Stored items:
// src/lib.rs

pub mod cli;
pub mod config;
pub mod dag;
pub mod errors;
pub mod exec;
pub mod logging;
pub mod pool;
pub mod types;

use std::path::PathBuf;
use std::sync::Arc;

use anyhow::{Context, Result};
use tracing::{debug, info};

use crate::cli::CliArgs;
use crate::config::loader::load_and_validate;
use crate::config::model::ConfigFile;
use crate::dag::{Invoker, TaskGraph, TaskName};
use crate::pool::WorkerPool;
use crate::pool::worker_pool::UNBOUNDED;

/// High-level entry point used by `main.rs`. Blocks until the build is done.
///
/// This wires together:
/// - config loading and parameter overrides
/// - the task graph
/// - the worker pool shared by every parallel task
/// - invocation of the requested tasks, in order
pub fn run(args: CliArgs) -> Result<()> {
    let config_path = PathBuf::from(&args.config);
    let cfg = load_and_validate(&config_path)
        .with_context(|| format!("loading config from {}", config_path.display()))?;

    let graph = Arc::new(TaskGraph::from_config(&cfg));
    for o in &args.overrides {
        graph.set_param(&o.task, &o.key, &o.value)?;
    }

    let targets = if args.tasks.is_empty() {
        vec![cfg.config.default_task.clone()]
    } else {
        args.tasks.clone()
    };
    for target in &targets {
        graph.lookup(target)?;
    }

    // `--jobs` wins over `[config].jobs`.
    let jobs = args.jobs.or(cfg.config.jobs);

    if args.dry_run {
        print_dry_run(&cfg, &graph, &targets, jobs);
        return Ok(());
    }

    let pool = Arc::new(WorkerPool::new(jobs));
    let invoker = Invoker::new(Arc::clone(&graph), Arc::clone(&pool));
    info!(tasks = ?targets, maximum_size = pool.maximum_size(), "starting build");

    let outcome = invoke_all(&invoker, &targets);

    // Let detached work finish and stop the workers before reporting.
    pool.join()?;
    outcome?;

    info!("build finished");
    Ok(())
}

fn invoke_all(invoker: &Invoker, targets: &[TaskName]) -> Result<()> {
    for target in targets {
        invoker
            .invoke(target)
            .with_context(|| format!("task '{target}' failed"))?;
    }
    Ok(())
}

/// Simple dry-run output: print tasks, prerequisites, commands and params.
fn print_dry_run(cfg: &ConfigFile, graph: &TaskGraph, targets: &[TaskName], jobs: Option<usize>) {
    println!("parabuild dry-run");
    match WorkerPool::normalize_size(jobs) {
        UNBOUNDED => println!("  jobs = unbounded"),
        n => println!("  jobs = {n}"),
    }
    println!("  targets = {targets:?}");
    println!();

    let names = graph.task_names();
    println!("tasks ({}):", names.len());
    for name in names {
        let Some(task) = graph.get(&name) else {
            continue;
        };
        println!("  - {name}");
        if let Some(desc) = task.description() {
            println!("      desc: {desc}");
        }
        if let Some(cmd) = cfg.task.get(&name).and_then(|t| t.cmd.as_ref()) {
            println!("      cmd: {cmd}");
        }
        let prerequisites = task.prerequisites();
        if !prerequisites.is_empty() {
            println!("      after: {prerequisites:?}");
        }
        if task.is_parallel() {
            println!("      parallel: true");
        }
        for (key, value) in task.params().iter() {
            println!("      param {key} = {value} ({})", value.type_name());
        }
    }

    debug!("dry-run complete (no execution)");
}
// src/exec/command.rs

//! Shell commands as task actions.

use std::process::{Command, Stdio};
use std::sync::Arc;
use std::time::Instant;

use anyhow::Context;
use tracing::{debug, info};

use crate::dag::task::{Action, TaskContext};
use crate::errors::ParabuildError;
use crate::types::TaskParams;

/// Prefix of the environment variables carrying task parameters.
pub const PARAM_ENV_PREFIX: &str = "PARABUILD_PARAM_";

/// Action running `cmd` through the platform shell with the task's
/// parameters in the environment.
pub fn shell_action(cmd: String) -> Action {
    Arc::new(move |ctx: &TaskContext<'_>| {
        run_shell(ctx.name(), &cmd, ctx.params())?;
        Ok(())
    })
}

/// Run `cmd` for `task`, blocking until it exits.
///
/// stdout and stderr are inherited so command output reaches the terminal
/// directly. A non-zero exit status is a [`ParabuildError::CommandFailed`].
pub fn run_shell(task: &str, cmd: &str, params: &TaskParams) -> anyhow::Result<()> {
    info!(task = %task, cmd = %cmd, "starting command");

    // Build a shell command appropriate for the platform.
    let mut command = if cfg!(windows) {
        let mut c = Command::new("cmd");
        c.arg("/C").arg(cmd);
        c
    } else {
        let mut c = Command::new("sh");
        c.arg("-c").arg(cmd);
        c
    };

    for (key, value) in params.iter() {
        command.env(param_env_name(key), value.to_string());
    }
    command
        .stdin(Stdio::null())
        .stdout(Stdio::inherit())
        .stderr(Stdio::inherit());

    let started = Instant::now();
    let status = command
        .status()
        .with_context(|| format!("spawning process for task '{task}'"))?;

    debug!(
        task = %task,
        exit_code = ?status.code(),
        elapsed_ms = started.elapsed().as_millis() as u64,
        "command exited"
    );

    if !status.success() {
        return Err(ParabuildError::CommandFailed {
            task: task.to_string(),
            code: status.code(),
        }
        .into());
    }
    Ok(())
}

/// `PARABUILD_PARAM_<KEY>`, upper-cased with `-` turned into `_`.
pub fn param_env_name(key: &str) -> String {
    format!("{PARAM_ENV_PREFIX}{}", key.to_ascii_uppercase().replace('-', "_"))
}

#[cfg(test)]
mod tests {
    use super::*;
    use crate::types::ParamValue;

    #[test]
    fn env_names_are_shell_friendly() {
        assert_eq!(param_env_name("profile"), "PARABUILD_PARAM_PROFILE");
        assert_eq!(param_env_name("opt-level"), "PARABUILD_PARAM_OPT_LEVEL");
    }

    #[cfg(unix)]
    #[test]
    fn non_zero_exit_is_a_command_failure() {
        let err = run_shell("t", "exit 3", &TaskParams::new()).unwrap_err();
        match err.downcast_ref::<ParabuildError>() {
            Some(ParabuildError::CommandFailed { task, code }) => {
                assert_eq!(task, "t");
                assert_eq!(*code, Some(3));
            }
            other => panic!("expected CommandFailed, got {other:?}"),
        }
    }

    #[cfg(unix)]
    #[test]
    fn params_are_exported() {
        let mut params = TaskParams::new();
        params.declare("greeting", ParamValue::Str("hello".to_string()));
        run_shell("t", r#"test "$PARABUILD_PARAM_GREETING" = hello"#, &params).unwrap();
    }
}
// src/logging.rs

//! Logging setup for `parabuild` using `tracing` + `tracing-subscriber`.
//!
//! The base level comes from, in order:
//! 1. `--log-level` CLI flag (if provided)
//! 2. a bare level in `PARABUILD_LOG` (e.g. "info", "debug")
//! 3. default to `info`
//!
//! `PARABUILD_LOG` may also carry per-module directives, which apply on top
//! of the base level whatever its source. `PARABUILD_LOG=parabuild::pool=trace`
//! shows every slot hand-off and batch in the worker pool while the rest of
//! the build stays at `info`.
//!
//! Logs are sent to STDERR so that command stdout can be used purely for
//! task output. Thread names are included, which shows the pool worker
//! (`parabuild-worker-<pool>-<n>`) a task ran on.

use anyhow::{Context, Result};
use tracing_subscriber::{fmt, EnvFilter};

use crate::cli::LogLevel;

/// Environment variable consulted for the level and module directives.
pub const LOG_ENV_VAR: &str = "PARABUILD_LOG";

/// Initialise global logging subscriber.
///
/// Safe to call once at startup.
pub fn init_logging(cli_level: Option<LogLevel>) -> Result<()> {
    let env = std::env::var(LOG_ENV_VAR).ok();
    let spec = filter_spec(cli_level, env.as_deref());
    let filter = EnvFilter::try_new(&spec)
        .with_context(|| format!("invalid {LOG_ENV_VAR} filter '{spec}'"))?;

    fmt()
        .with_env_filter(filter)
        .with_target(false)
        .with_thread_names(true)
        .with_writer(std::io::stderr)
        .try_init()
        .map_err(|e| anyhow::anyhow!("failed to install tracing subscriber: {e}"))?;

    Ok(())
}

/// Combine the CLI level and `PARABUILD_LOG` into one `EnvFilter` spec.
fn filter_spec(cli_level: Option<LogLevel>, env: Option<&str>) -> String {
    let mut env_level = None;
    let mut directives = Vec::new();

    for part in env.unwrap_or_default().split(',').map(str::trim) {
        if part.is_empty() {
            continue;
        }
        match parse_level_str(part) {
            Some(level) if env_level.is_none() => env_level = Some(level),
            Some(_) => {}
            None => directives.push(part),
        }
    }

    let level = cli_level.map(level_name).or(env_level).unwrap_or("info");
    std::iter::once(level)
        .chain(directives)
        .collect::<Vec<_>>()
        .join(",")
}

fn level_name(lvl: LogLevel) -> &'static str {
    match lvl {
        LogLevel::Error => "error",
        LogLevel::Warn => "warn",
        LogLevel::Info => "info",
        LogLevel::Debug => "debug",
        LogLevel::Trace => "trace",
    }
}

fn parse_level_str(s: &str) -> Option<&'static str> {
    match s.trim().to_lowercase().as_str() {
        "error" => Some("error"),
        "warn" | "warning" => Some("warn"),
        "info" => Some("info"),
        "debug" => Some("debug"),
        "trace" => Some("trace"),
        _ => None,
    }
}
// src/pool/worker_pool.rs

use std::collections::VecDeque;
use std::fmt;
use std::panic::{self, AssertUnwindSafe, Location};
use std::sync::atomic::{AtomicU64, Ordering};
use std::sync::{Arc, Condvar, Mutex, MutexGuard, PoisonError};
use std::thread;

use tracing::{debug, trace, warn};

use super::error::{JobFailure, PoolError};
use super::marker;
use super::promise::Promise;
use super::tracker::CompletionTracker;
use super::Job;

/// Bound used when no maximum is configured. Large enough to never be hit,
/// small enough that slot arithmetic cannot overflow.
pub const UNBOUNDED: usize = usize::MAX >> 2;

static NEXT_POOL_ID: AtomicU64 = AtomicU64::new(1);

/// A queued job plus the batch it belongs to.
///
/// Promise jobs have no tracker: their outcome lives in the promise itself.
pub(crate) struct Entry {
    job: Job,
    tracker: Option<Arc<CompletionTracker>>,
}

impl Entry {
    fn belongs_to(&self, tracker: &Arc<CompletionTracker>) -> bool {
        self.tracker
            .as_ref()
            .is_some_and(|own| Arc::ptr_eq(own, tracker))
    }
}

/// Queue and slot accounting, guarded by `Shared::state`.
///
/// A *slot* is the right to execute job code. `busy` counts contexts that
/// hold one: worker threads inside a job, and reentrant callers helping with
/// their own batch. `busy <= maximum_size` always holds outside `join`.
struct PoolState {
    queue: VecDeque<Entry>,
    /// Live worker threads, whatever they are doing.
    workers: usize,
    busy: usize,
    /// Jobs blocked in a nested `run`/`resolve` that gave their slot back.
    waiters: usize,
    maximum_size: usize,
    spawned_total: u64,
}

▶ **ACTIVITY**: Once you have found every line above holding the word "ParamValue", copy those lines.

▶ **RESPONSE BELOW**:
    use crate::types::ParamValue;
        params.declare("greeting", ParamValue::Str("hello".to_string()));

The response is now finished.